Narrow the data below down to the lines containing "usize".

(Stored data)
————————
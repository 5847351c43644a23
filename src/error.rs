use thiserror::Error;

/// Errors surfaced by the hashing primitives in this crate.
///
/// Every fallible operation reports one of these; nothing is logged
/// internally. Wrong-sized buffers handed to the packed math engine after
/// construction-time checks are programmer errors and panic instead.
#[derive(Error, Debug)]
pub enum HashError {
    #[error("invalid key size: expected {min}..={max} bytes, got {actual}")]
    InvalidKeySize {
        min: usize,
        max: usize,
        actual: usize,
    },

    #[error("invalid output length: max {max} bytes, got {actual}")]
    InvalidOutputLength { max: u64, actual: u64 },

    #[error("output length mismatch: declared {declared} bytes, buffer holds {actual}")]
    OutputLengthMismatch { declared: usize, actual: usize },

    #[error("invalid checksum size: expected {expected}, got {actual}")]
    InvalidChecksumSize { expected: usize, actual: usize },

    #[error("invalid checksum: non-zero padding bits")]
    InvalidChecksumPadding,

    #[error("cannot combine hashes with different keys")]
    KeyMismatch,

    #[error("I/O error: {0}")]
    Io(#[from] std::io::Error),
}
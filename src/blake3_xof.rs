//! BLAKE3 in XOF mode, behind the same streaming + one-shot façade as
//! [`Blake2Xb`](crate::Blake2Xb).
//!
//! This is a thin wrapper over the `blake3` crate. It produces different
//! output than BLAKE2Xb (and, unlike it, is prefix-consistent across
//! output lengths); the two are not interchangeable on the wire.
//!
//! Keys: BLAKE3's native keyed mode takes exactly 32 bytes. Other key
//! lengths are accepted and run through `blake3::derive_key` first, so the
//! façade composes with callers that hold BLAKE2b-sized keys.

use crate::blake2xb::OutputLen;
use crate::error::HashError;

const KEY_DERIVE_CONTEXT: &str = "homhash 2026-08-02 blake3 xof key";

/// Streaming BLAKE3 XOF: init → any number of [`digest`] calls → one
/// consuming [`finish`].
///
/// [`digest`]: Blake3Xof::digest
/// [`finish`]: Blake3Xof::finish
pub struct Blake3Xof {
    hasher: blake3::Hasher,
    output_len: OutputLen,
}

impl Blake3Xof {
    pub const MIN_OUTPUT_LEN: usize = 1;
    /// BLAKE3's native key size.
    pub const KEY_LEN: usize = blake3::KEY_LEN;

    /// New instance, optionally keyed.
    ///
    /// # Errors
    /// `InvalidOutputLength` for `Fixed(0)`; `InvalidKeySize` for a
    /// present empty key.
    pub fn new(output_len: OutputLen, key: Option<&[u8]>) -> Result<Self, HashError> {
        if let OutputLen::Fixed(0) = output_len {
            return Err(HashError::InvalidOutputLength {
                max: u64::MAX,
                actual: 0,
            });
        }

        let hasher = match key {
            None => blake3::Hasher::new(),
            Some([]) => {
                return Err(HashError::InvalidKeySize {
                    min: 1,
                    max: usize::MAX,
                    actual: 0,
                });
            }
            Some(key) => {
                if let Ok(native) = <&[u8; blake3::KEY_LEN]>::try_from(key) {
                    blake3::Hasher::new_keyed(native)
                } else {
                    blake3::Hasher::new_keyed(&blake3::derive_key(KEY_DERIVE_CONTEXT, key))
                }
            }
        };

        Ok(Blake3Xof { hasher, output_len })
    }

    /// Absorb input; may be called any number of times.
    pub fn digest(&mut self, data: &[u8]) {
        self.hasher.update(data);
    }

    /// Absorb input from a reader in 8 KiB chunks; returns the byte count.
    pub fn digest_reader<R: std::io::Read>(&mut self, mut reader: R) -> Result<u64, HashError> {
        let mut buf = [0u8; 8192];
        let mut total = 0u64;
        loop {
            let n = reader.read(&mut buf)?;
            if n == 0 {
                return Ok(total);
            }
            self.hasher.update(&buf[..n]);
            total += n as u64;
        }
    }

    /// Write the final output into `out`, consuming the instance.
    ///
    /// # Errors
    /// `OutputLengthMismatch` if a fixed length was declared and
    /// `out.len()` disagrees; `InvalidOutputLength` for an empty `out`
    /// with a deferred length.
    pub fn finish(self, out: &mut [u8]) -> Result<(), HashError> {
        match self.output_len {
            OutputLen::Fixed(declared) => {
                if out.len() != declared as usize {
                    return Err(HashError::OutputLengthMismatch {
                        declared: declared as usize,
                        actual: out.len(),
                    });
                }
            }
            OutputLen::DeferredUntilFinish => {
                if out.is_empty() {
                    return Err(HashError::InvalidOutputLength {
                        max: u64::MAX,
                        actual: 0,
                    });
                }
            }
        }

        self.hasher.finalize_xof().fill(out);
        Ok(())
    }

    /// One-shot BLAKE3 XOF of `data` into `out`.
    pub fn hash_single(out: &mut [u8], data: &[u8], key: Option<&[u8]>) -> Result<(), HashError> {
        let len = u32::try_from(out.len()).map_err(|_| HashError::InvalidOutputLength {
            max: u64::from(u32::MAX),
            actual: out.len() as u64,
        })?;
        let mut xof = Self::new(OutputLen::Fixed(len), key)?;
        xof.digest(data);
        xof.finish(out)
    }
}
————————
**Answer box**
        min: usize,
        max: usize,
        actual: usize,
    OutputLengthMismatch { declared: usize, actual: usize },
    InvalidChecksumSize { expected: usize, actual: usize },
    pub const MIN_OUTPUT_LEN: usize = 1;
    pub const KEY_LEN: usize = blake3::KEY_LEN;
                    max: usize::MAX,
                if out.len() != declared as usize {
                        declared: declared as usize,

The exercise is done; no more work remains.